En ce moment, j'ai un lieu de travail que je me dois de fréquenter assidûment si je souhaite gagner le salaire qui va avec. Un salaire qui ne fait que combler la succession de prélèvements auxquels je dois faire face, comme nombre de français appartenant aux couches populaires (revenus en dessous de 1250 net mensuel). Et comme tout crétin qui bosse, je dois aussi supporter les collègues, généralement des français d'origine populaire qui n'ont utilisé l'enseignement dispensé à l'école que pour gérer, calculer, acquérir, posséder, s'acheter, se vendre... Avec ceux-ci, quand je ne peux pas faire autrement, je dois parler de choses et d'autres pour faire passer ce putain de temps lourd des jours de besogne.
http://andy-verol.blogg.org
Écrit par : Andy Verol | 23/07/2007
Euh... bon courage, alors.
Écrit par : Pharamond | 24/07/2007
La morale moderne est basée sur un relativisme "absolu" alors que la morale traditionnelle reposait sur la loi naturelle, les commandements de Dieu, les coutumes voire les bons usages autant dire quelque chose de quasi intangible alors que le relativisme permet "l'élasticité "morale la plus totale quand ce n'est pas carrément l'inversion totale des valeurs. Excellent texte.
Écrit par : CCRIDER | 24/07/2007
Très bien vu.
Nous sommes visiblement rentrés dans une ère où l'émotion l'emporte sur une raison disqualifiée à force d'être malmenée par les charlatans de l'intelligence autoproclamée
Écrit par : C. | 30/07/2007
Si je pense à propos de la Morale, je suis car je pense. Je suis, je deviens un "charlatan de l'intelligence autoproclamée".
En quoi le Mal, cet autre facette du Bien - peuvent-ils exister sans et hors de l'Autre - serait sublimé pour ne laisser paraître que le Bien ?
En quoi mon Esprit vivrait d'émotions nouvelles, d'un jaillissement ininterrompu, sans modèle, sans référent ?
Serais je Libre, libéré, au point de ne vivre que le Bien, le Bonheur et le Beau ?
Si la nouvelle Morale est ce fleuve d'émotions, qu'en penser dans un fleuves d'images où la Vérité se cache, est cachée - Ah ce cimetière de Timisoara - ?
Fluctuante, certes, mais la Morale, sortie de ses concepts religieux - est-ce vrai? - retrouve son chemin.
A-t-elle été autrement ? De l'Inquisition à nos jours, et bien avant, n'a-t-elle fait rien d'autre que fluctuer, pour revenir comme un besoin imprescriptible d'édicter un modèle sans cesse dépassable et dépassé, d'une manière de vivre et s'accepter pour être ensemble ?
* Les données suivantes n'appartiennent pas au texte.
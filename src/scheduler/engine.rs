use std::sync::Arc;
use std::time::Duration;

use chrono::Utc;
use tokio::time::MissedTickBehavior;
use tracing::{error, info, warn};

use super::cron::MonitoringSchedule;
use super::queue::{JobQueue, JobRunner};
use super::runner::SiteRunner;

/// Queue worker loop. Polls every `poll` and runs at most one job at a time.
pub async fn run_queue_loop(queue: JobQueue, runner: Arc<dyn JobRunner>, poll: Duration) {
    info!(poll_ms = poll.as_millis() as u64, "Queue worker started");

    let mut interval = tokio::time::interval(poll);
    interval.set_missed_tick_behavior(MissedTickBehavior::Delay);

    loop {
        interval.tick().await;
        queue.tick(runner.as_ref()).await;
    }
}

/// Sleep until each cron occurrence, then sweep every site.
pub async fn run_monitoring_loop(
    schedule: MonitoringSchedule,
    runner: Arc<SiteRunner>,
    queue: JobQueue,
    delay_between: Duration,
) {
    info!(cron = %schedule.expression(), "Scheduled monitoring enabled");

    loop {
        let now = Utc::now();
        let Some(next) = schedule.next_after(now) else {
            warn!(cron = %schedule.expression(), "Schedule has no future occurrences, stopping");
            return;
        };
        info!(next = %next.to_rfc3339(), "Next monitoring run");

        let wait = (next - now).to_std().unwrap_or(Duration::ZERO);
        tokio::time::sleep(wait).await;

        if let Err(e) = runner.sweep(&queue, delay_between).await {
            error!("Monitoring run failed: {:#}", e);
        }
    }
}
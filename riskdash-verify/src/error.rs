use riskdash_http::HttpError;
use thiserror::Error;

/// Shown when the service rejects a transaction without a usable `detail`.
pub const VERIFY_FALLBACK_MESSAGE: &str = "Failed to verify transaction";

/// Every way a verification call can fail.
///
/// `Display` is exactly the message surfaced to the operator.
#[derive(Debug, Clone, PartialEq, Eq, Error)]
pub enum VerifyError {
    /// No response could be obtained.
    #[error("{0}")]
    Transport(String),
    /// The service answered with a non-success status.
    #[error("{message}")]
    Rejected { status: u16, message: String },
    /// A success status whose body does not match the expected schema.
    #[error("Invalid verification response: {0}")]
    InvalidResponse(String),
}

impl From<HttpError> for VerifyError {
    fn from(err: HttpError) -> Self {
        match err {
            HttpError::Network(message) => VerifyError::Transport(message),
            HttpError::Url(message) | HttpError::Build(message) => {
                VerifyError::Transport(message)
            }
            HttpError::Decode(message, _) => VerifyError::InvalidResponse(message),
            HttpError::Api { status, detail, .. } => VerifyError::Rejected {
                status: status.as_u16(),
                message: detail.unwrap_or_else(|| VERIFY_FALLBACK_MESSAGE.to_string()),
            },
        }
    }
}
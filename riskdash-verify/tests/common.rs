use std::sync::OnceLock;

use riskdash_common::observability::{LogConfig, LogFormat};

static INIT_PATH: OnceLock<std::path::PathBuf> = OnceLock::new();

pub fn init_test_tracing() {
    let _ = INIT_PATH.get_or_init(|| {
        let config = LogConfig {
            app_name: "riskdash-tests",
            log_dir: Some(std::env::temp_dir().join("riskdash-tests")),
            emit_stderr: true,
            format: if std::env::var("RISKDASH_LOG_FORMAT")
                .map(|raw| raw.trim().eq_ignore_ascii_case("json"))
                .unwrap_or(false)
            {
                LogFormat::Json
            } else {
                LogFormat::Text
            },
            default_filter: "debug".to_string(),
        };

        riskdash_common::observability::init_logging(config).unwrap_or_default()
    });
}
use crate::error::VerifyError;
use crate::traits::Verifier;
use crate::types::{HealthStatus, RiskAssessmentResult, TransactionSubmission};
use async_trait::async_trait;
use riskdash_http::{HttpClient, HttpError};

pub const DEFAULT_VERIFY_PATH: &str = "/api/v1/transactions/verify";
pub const DEFAULT_HEALTH_PATH: &str = "/api/v1/health";

/// [`Verifier`] backed by the scoring service's JSON API.
#[derive(Clone)]
pub struct HttpVerifier {
    client: HttpClient,
    verify_path: String,
    health_path: String,
}

impl HttpVerifier {
    pub fn new(client: HttpClient) -> Self {
        Self {
            client,
            verify_path: DEFAULT_VERIFY_PATH.to_string(),
            health_path: DEFAULT_HEALTH_PATH.to_string(),
        }
    }

    /// ```
    /// use riskdash_verify::HttpVerifier;
    ///
    /// let verifier = HttpVerifier::from_base_url("http://localhost:8000").unwrap();
    /// assert_eq!(verifier.verify_path(), "/api/v1/transactions/verify");
    /// assert!(HttpVerifier::from_base_url("not a url").is_err());
    /// ```
    pub fn from_base_url(base: &str) -> Result<Self, HttpError> {
        Ok(Self::new(HttpClient::new(base)?))
    }

    pub fn with_paths(mut self, verify_path: impl Into<String>, health_path: impl Into<String>) -> Self {
        self.verify_path = verify_path.into();
        self.health_path = health_path.into();
        self
    }

    pub fn verify_path(&self) -> &str {
        &self.verify_path
    }

    pub fn health_path(&self) -> &str {
        &self.health_path
    }
}

#[async_trait]
impl Verifier for HttpVerifier {
    async fn verify(
        &self,
        submission: &TransactionSubmission,
    ) -> Result<RiskAssessmentResult, VerifyError> {
        let result: RiskAssessmentResult =
            self.client.post_json(&self.verify_path, submission).await?;
        result.validate().map_err(|reason| {
            tracing::warn!(%reason, "verify.response.schema_mismatch");
            VerifyError::InvalidResponse(reason)
        })?;
        Ok(result)
    }

    async fn health(&self) -> Result<HealthStatus, VerifyError> {
        let status: HealthStatus = self.client.get_json(&self.health_path).await?;
        Ok(status)
    }
}
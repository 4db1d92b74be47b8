use anyhow::Result;
use tokio::{
    sync::{broadcast, mpsc},
    task::JoinHandle,
};

/// Minimal actor trait. `Self: Sized` avoids object-safety issues when using `Context<Self>`.
#[async_trait::async_trait]
pub trait Actor: Send + Sized + 'static {
    type Msg: Send + 'static;

    /// Handle a single message. Return `Err` to stop the actor.
    async fn handle(&mut self, msg: Self::Msg, ctx: &mut Context<Self>) -> Result<()>;
}

/// Runtime context for an actor instance.
pub struct Context<A: Actor> {
    addr: Addr<A>,
    stop: bool,
}

impl<A: Actor> Context<A> {
    /// A clone of this actor's `Addr`, for replies routed back through spawned tasks.
    pub fn addr(&self) -> Addr<A> {
        self.addr.clone()
    }

    /// Request a graceful stop after processing the current message.
    pub fn stop(&mut self) {
        self.stop = true;
    }
}

/// Address for sending messages to an actor.
pub struct Addr<A: Actor>(mpsc::Sender<A::Msg>);

/// Manual Clone to avoid unnecessary bounds on `A`/`A::Msg`.
impl<A: Actor> Clone for Addr<A> {
    fn clone(&self) -> Self {
        Self(self.0.clone())
    }
}

impl<A: Actor> Addr<A> {
    /// Async send; awaits backpressure. Returns the message if the receiver is dropped.
    pub async fn send(&self, msg: A::Msg) -> std::result::Result<(), A::Msg> {
        self.0.send(msg).await.map_err(|e| e.0)
    }

    /// Try to send without waiting. Returns the message if the mailbox is full or closed.
    pub fn try_send(&self, msg: A::Msg) -> std::result::Result<(), A::Msg> {
        self.0.try_send(msg).map_err(|e| e.into_inner())
    }

    /// Send from a plain OS thread. Must not be called from async context.
    pub fn blocking_send(&self, msg: A::Msg) -> std::result::Result<(), A::Msg> {
        self.0.blocking_send(msg).map_err(|e| e.0)
    }

    /// Bounded mailbox capacity.
    pub fn capacity(&self) -> usize {
        self.0.max_capacity()
    }
}

/// Handle to a running actor task.
pub struct ActorHandle<A: Actor> {
    pub addr: Addr<A>,
    pub task: JoinHandle<anyhow::Result<()>>,
}

/// Spawn an actor with a bounded mailbox.
///
/// Stop conditions:
/// - `handle` returns `Err`
/// - `ctx.stop()` is called
///
/// ```
/// # use anyhow::Result;
/// # use async_trait::async_trait;
/// # use riskdash_actors::actor::{self, Actor, Context};
/// struct Tally(u32);
///
/// #[async_trait]
/// impl Actor for Tally {
///     type Msg = u32;
///     async fn handle(&mut self, msg: Self::Msg, ctx: &mut Context<Self>) -> Result<()> {
///         self.0 += msg;
///         if self.0 >= 5 {
///             ctx.stop();
///         }
///         Ok(())
///     }
/// }
///
/// let rt = tokio::runtime::Runtime::new().unwrap();
/// rt.block_on(async {
///     let actor::ActorHandle { addr, task } = actor::spawn_actor(Tally(0), 8);
///     assert_eq!(addr.capacity(), 8);
///     addr.send(2).await.unwrap();
///     addr.send(3).await.unwrap();
///     drop(addr);
///     task.await.unwrap().unwrap();
/// });
/// ```
pub fn spawn_actor<A: Actor>(actor: A, capacity: usize) -> ActorHandle<A> {
    spawn_actor_with_shutdown(actor, capacity, None)
}

/// Like [`spawn_actor`], but the loop also exits when `shutdown` fires.
pub fn spawn_actor_with_shutdown<A: Actor>(
    mut actor: A,
    capacity: usize,
    shutdown: Option<broadcast::Receiver<()>>,
) -> ActorHandle<A> {
    let (tx, mut rx) = mpsc::channel::<A::Msg>(capacity);
    let addr = Addr(tx);
    let mut ctx = Context {
        addr: addr.clone(),
        stop: false,
    };

    let task = tokio::spawn(async move {
        match shutdown {
            Some(mut shutdown_rx) => loop {
                tokio::select! {
                    _ = shutdown_rx.recv() => break,
                    maybe_msg = rx.recv() => match maybe_msg {
                        Some(msg) => {
                            if dispatch(&mut actor, msg, &mut ctx).await? {
                                break;
                            }
                        }
                        None => break,
                    },
                }
            },
            None => {
                while let Some(msg) = rx.recv().await {
                    if dispatch(&mut actor, msg, &mut ctx).await? {
                        break;
                    }
                }
            }
        }
        Ok(())
    });

    ActorHandle { addr, task }
}

/// Run one message; `Ok(true)` means the actor asked to stop.
async fn dispatch<A: Actor>(actor: &mut A, msg: A::Msg, ctx: &mut Context<A>) -> Result<bool> {
    if let Err(e) = actor.handle(msg, ctx).await {
        tracing::error!(target = "riskdash-actors", error = ?e, "actor returned error; stopping");
        return Err(e);
    }
    Ok(ctx.stop)
}
use crate::error::VerifyError;
use crate::types::{HealthStatus, RiskAssessmentResult, TransactionSubmission};
use async_trait::async_trait;

/// The scoring service as seen by the dashboard.
#[async_trait]
pub trait Verifier: Send + Sync {
    /// Issue exactly one verification request for `submission`.
    ///
    /// Implementations must not retry and must return a schema-checked result.
    async fn verify(
        &self,
        submission: &TransactionSubmission,
    ) -> Result<RiskAssessmentResult, VerifyError>;

    /// Probe service liveness.
    async fn health(&self) -> Result<HealthStatus, VerifyError>;
}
La Morale d'aujourd'hui n'est-ce pas aussi une absence de Morale ? N'est-ce pas une facette réactive et non réfléchie d'un besoin d'une Morale Autre que celle qui nous veut imposer de ne plus réfléchir ?
Quand j'écris je pense, et j'en suis désolé, je suis devenu un "charlatan". Pourtant, j'aime beaucoup ce qui s'écrit !
Bien amicalement
Écrit par : christian | 30/07/2007
CCRIDER : J'ai découvert C. delsol il y 2 ou 3 ans, et je ne suis pas déçu.
Christian : Que d'interrogations ! Et que de réponses implicites inhérentes... Je relirai ton commentaire
(Au fait, as-tu passé de bonnes vacances ?)
Écrit par : Pharamond | 30/07/2007
Les vacances seront dans deux semaines et quesques jours ... au soleil du grand sud ... enfin
Pharamond : Ce ne sont pas des réponses implicites forcément, peut-être seulement une manière de poser des questions et d'induire des pistes de réflexion à partir du texte de C. Delsol, sans vouloir fermer aucune trace possible.
Écrit par : Christian | 30/07/2007
J'ai relu. Cela méritrai une note séparée pour chaque interrogation.
Oups, j'ai cru que ton absence était un départ en vacances.
Écrit par : Pharamond | 30/07/2007
Oui, merci, j'ai passé de bonnes vacances l'ami. Les propos et interrogations de "Christian" (fort intéressants) ne sont pas les miens. Amitiés.
Écrit par : C. | 30/07/2007
C. : Je me suis un peu emmêlé les pinceaux :-(
Donc ; heureux que tu ais passé de bonnes vacances.
Christian : Toutes mes excuses pour la méprise entre C. et toi. Donc ; bonnes vacances par anticipation.